### ASSIGNMENT
Only the lines that hold "FinalizationResult" should be in the answer, each copied from the data below.

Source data
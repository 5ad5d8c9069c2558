use crate::domain::ports::Prompter;
use crate::utils::error::Result;
use std::io::{self, BufRead, Stdout, StdinLock, Write};

/// Prompts on a writer and reads one line per answer.
pub struct TerminalPrompter<R, W> {
    input: R,
    output: W,
}

impl TerminalPrompter<StdinLock<'static>, Stdout> {
    pub fn stdio() -> Self {
        Self::new(io::stdin().lock(), io::stdout())
    }
}

impl<R: BufRead, W: Write> TerminalPrompter<R, W> {
    pub fn new(input: R, output: W) -> Self {
        Self { input, output }
    }

    pub fn into_output(self) -> W {
        self.output
    }
}

impl<R: BufRead, W: Write> Prompter for TerminalPrompter<R, W> {
    fn ask(&mut self, label: &str) -> Result<Option<String>> {
        write!(self.output, "? {} ", label)?;
        self.output.flush()?;

        let mut line = String::new();
        if self.input.read_line(&mut line)? == 0 {
            writeln!(self.output)?;
            return Ok(None);
        }
        Ok(Some(line.trim_end_matches(['\r', '\n']).to_string()))
    }

    fn reject(&mut self, message: &str) -> Result<()> {
        writeln!(self.output, "  ✖ {}", message)?;
        Ok(())
    }
}
//! P2: pipeline orchestrator (C7). Drains the offer stream in batches of
//! 100, resolves identity per batch, finalizes each offer under bounded
//! concurrency, and owns the four shared output maps from a single task so
//! no per-key locking is needed.

use crate::error::PipelineError;
use crate::files::write_json;
use futures::stream::{self, StreamExt};
use geoprep_core::domain::{CompanyLocation, OfferRecord, RawOffer, Sector, StopLink, StopLinkStation, StopRefEntry};
use geoprep_core::ids;
use geoprep_core::settings::Settings;
use geoprep_core::stop_grid::StopGrid;
use geoprep_offers::IdentityResolver;
use geoprep_store::Store;
use kdam::{tqdm, BarExt};
use std::collections::HashMap;

const BATCH_SIZE: usize = 100;
const FINALIZATION_CONCURRENCY: usize = 20;
const NEARBY_RADIUS_M: f64 = 2000.0;
const MAX_STATIONS: usize = 10;

struct FinalizationResult {
    storage_id: String,
    candidate_location: CompanyLocation,
    candidate_stop_link: StopLink,
    stop_ref_entries: Vec<(String, StopRefEntry)>,
    offer_record: OfferRecord,
}

fn finalize_offer(offer: &RawOffer, stop_grid: &StopGrid) -> FinalizationResult {
    let lat = offer.effective_lat();
    let lon = offer.effective_lon();
    let siret = offer.resolved.as_ref().map(|r| r.siret.clone());
    let company_name = offer.company_name_or_default();
    let storage_id = ids::storage_id(siret.as_deref(), Some(&company_name), lat, lon);
    let is_virtual = ids::is_virtual(&storage_id);

    let mut nearby = stop_grid.find_nearby(lat, lon, NEARBY_RADIUS_M);
    nearby.truncate(MAX_STATIONS);

    let stations: Vec<StopLinkStation> = nearby
        .iter()
        .map(|n| StopLinkStation {
            id: n.stop.stop_id.clone(),
            distance_m: n.distance_m,
            modes: Vec::new(),
            lines: Vec::new(),
        })
        .collect();
    let stop_ref_entries = nearby
        .iter()
        .map(|n| (n.stop.stop_id.clone(), StopRefEntry::from(&n.stop)))
        .collect();

    let resolved = offer.resolved.as_ref();
    let candidate_location = CompanyLocation {
        storage_id: storage_id.clone(),
        siret,
        lat,
        lon,
        company: company_name,
        sector: resolved.map(|r| r.sector.clone()).unwrap_or_else(Sector::default),
        size: resolved.and_then(|r| r.size.clone()),
        is_virtual,
        is_public: resolved.map(|r| r.is_public).unwrap_or(false),
        stations_count: stations.len(),
        offers_count: 0,
        transport_modes: Vec::new(),
        transport_score: 0.0,
    };
    let candidate_stop_link = StopLink {
        radius: NEARBY_RADIUS_M,
        stations,
    };

    FinalizationResult {
        storage_id,
        candidate_location,
        candidate_stop_link,
        stop_ref_entries,
        offer_record: OfferRecord::from(offer),
    }
}

pub async fn run(
    settings: &Settings,
    store: &Store,
    stop_grid: &StopGrid,
    dry_run: bool,
) -> Result<(), PipelineError> {
    let (tx, mut rx) = tokio::sync::mpsc::channel::<RawOffer>(1);
    let reader_path = settings.path_source_offers_json.clone();
    let reader_handle = tokio::spawn(geoprep_offers::reader::read_into(reader_path, tx));

    let resolver = IdentityResolver::new(store);
    let mut companies: HashMap<String, CompanyLocation> = HashMap::new();
    let mut offers_by_storage: HashMap<String, Vec<OfferRecord>> = HashMap::new();
    let mut stop_links: HashMap<String, StopLink> = HashMap::new();
    let mut global_stops_ref: HashMap<String, StopRefEntry> = HashMap::new();
    let mut pbar = tqdm!(desc = "p2-enrich");

    let mut batch = Vec::with_capacity(BATCH_SIZE);
    while let Some(offer) = rx.recv().await {
        batch.push(offer);
        if batch.len() >= BATCH_SIZE {
            process_batch(
                &resolver,
                stop_grid,
                &mut batch,
                &mut companies,
                &mut offers_by_storage,
                &mut stop_links,
                &mut global_stops_ref,
                &mut pbar,
            )
            .await?;
        }
    }
    if !batch.is_empty() {
        process_batch(
            &resolver,
            stop_grid,
            &mut batch,
            &mut companies,
            &mut offers_by_storage,
            &mut stop_links,
            &mut global_stops_ref,
            &mut pbar,
        )
        .await?;
    }
    pbar.refresh().ok();

    reader_handle.await.expect("offer reader task panicked")?;

    let offer_count: usize = offers_by_storage.values().map(Vec::len).sum();
    log::info!(
        "p2-enrich complete: {} locations, {offer_count} offers",
        companies.len()
    );

    if !dry_run {
        write_outputs(settings, &companies, &offers_by_storage, &stop_links, &global_stops_ref)?;
    }
    Ok(())
}

#[allow(clippy::too_many_arguments)]
async fn process_batch(
    resolver: &IdentityResolver<'_>,
    stop_grid: &StopGrid,
    batch: &mut Vec<RawOffer>,
    companies: &mut HashMap<String, CompanyLocation>,
    offers_by_storage: &mut HashMap<String, Vec<OfferRecord>>,
    stop_links: &mut HashMap<String, StopLink>,
    global_stops_ref: &mut HashMap<String, StopRefEntry>,
    pbar: &mut kdam::Bar,
) -> Result<(), PipelineError> {
    resolver.enrich_batch(batch).await?;

    let results: Vec<FinalizationResult> = stream::iter(batch.drain(..))
        .map(|offer| async move { finalize_offer(&offer, stop_grid) })
        .buffer_unordered(FINALIZATION_CONCURRENCY)
        .collect()
        .await;

    for result in results {
        companies
            .entry(result.storage_id.clone())
            .or_insert(result.candidate_location);
        stop_links
            .entry(result.storage_id.clone())
            .or_insert(result.candidate_stop_link);
        for (stop_id, entry) in result.stop_ref_entries {
            global_stops_ref.entry(stop_id).or_insert(entry);
        }
        offers_by_storage
            .entry(result.storage_id.clone())
            .or_default()
            .push(result.offer_record);
        if let Some(location) = companies.get_mut(&result.storage_id) {
            location.offers_count += 1;
        }
        pbar.update(1).ok();
    }
    Ok(())
}

fn write_outputs(
    settings: &Settings,
    companies: &HashMap<String, CompanyLocation>,
    offers_by_storage: &HashMap<String, Vec<OfferRecord>>,
    stop_links: &HashMap<String, StopLink>,
    global_stops_ref: &HashMap<String, StopRefEntry>,
) -> Result<(), PipelineError> {
    let features: Vec<serde_json::Value> = companies.values().map(CompanyLocation::to_geojson_feature).collect();
    let feature_collection = serde_json::json!({"type": "FeatureCollection", "features": features});
    write_json(&settings.path_output_companies_geojson, &feature_collection)?;
    write_json(&settings.path_output_offers_by_siret, offers_by_storage)?;
    write_json(&settings.path_output_transport_stops, global_stops_ref)?;
    write_json(&settings.path_output_stops_by_siret, stop_links)?;
    Ok(())
}
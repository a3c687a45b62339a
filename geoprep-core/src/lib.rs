pub mod domain;
pub mod geo_utils;
pub mod ids;
pub mod settings;
pub mod similarity;
pub mod stop_grid;
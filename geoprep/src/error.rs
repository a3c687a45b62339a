use thiserror::Error;

/// Top-level error type for the `geoprep` binary. Each phase's failure
/// mode is wrapped rather than flattened, so a run's exit code and log line
/// can still say which sub-crate failed.
#[derive(Debug, Error)]
pub enum PipelineError {
    #[error("configuration error: {0}")]
    Config(#[from] geoprep_core::settings::ConfigError),
    #[error(transparent)]
    Store(#[from] geoprep_store::StoreError),
    #[error(transparent)]
    Offers(#[from] geoprep_offers::OffersError),
    #[error(transparent)]
    Gtfs(#[from] geoprep_gtfs::GtfsError),
    #[error("io error: {0}")]
    Io(#[from] std::io::Error),
    #[error("failed to serialize output: {0}")]
    Serialize(#[from] serde_json::Error),
}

### RESULT OF THE TASK
struct FinalizationResult {
fn finalize_offer(offer: &RawOffer, stop_grid: &StopGrid) -> FinalizationResult {
    FinalizationResult {
    let results: Vec<FinalizationResult> = stream::iter(batch.drain(..))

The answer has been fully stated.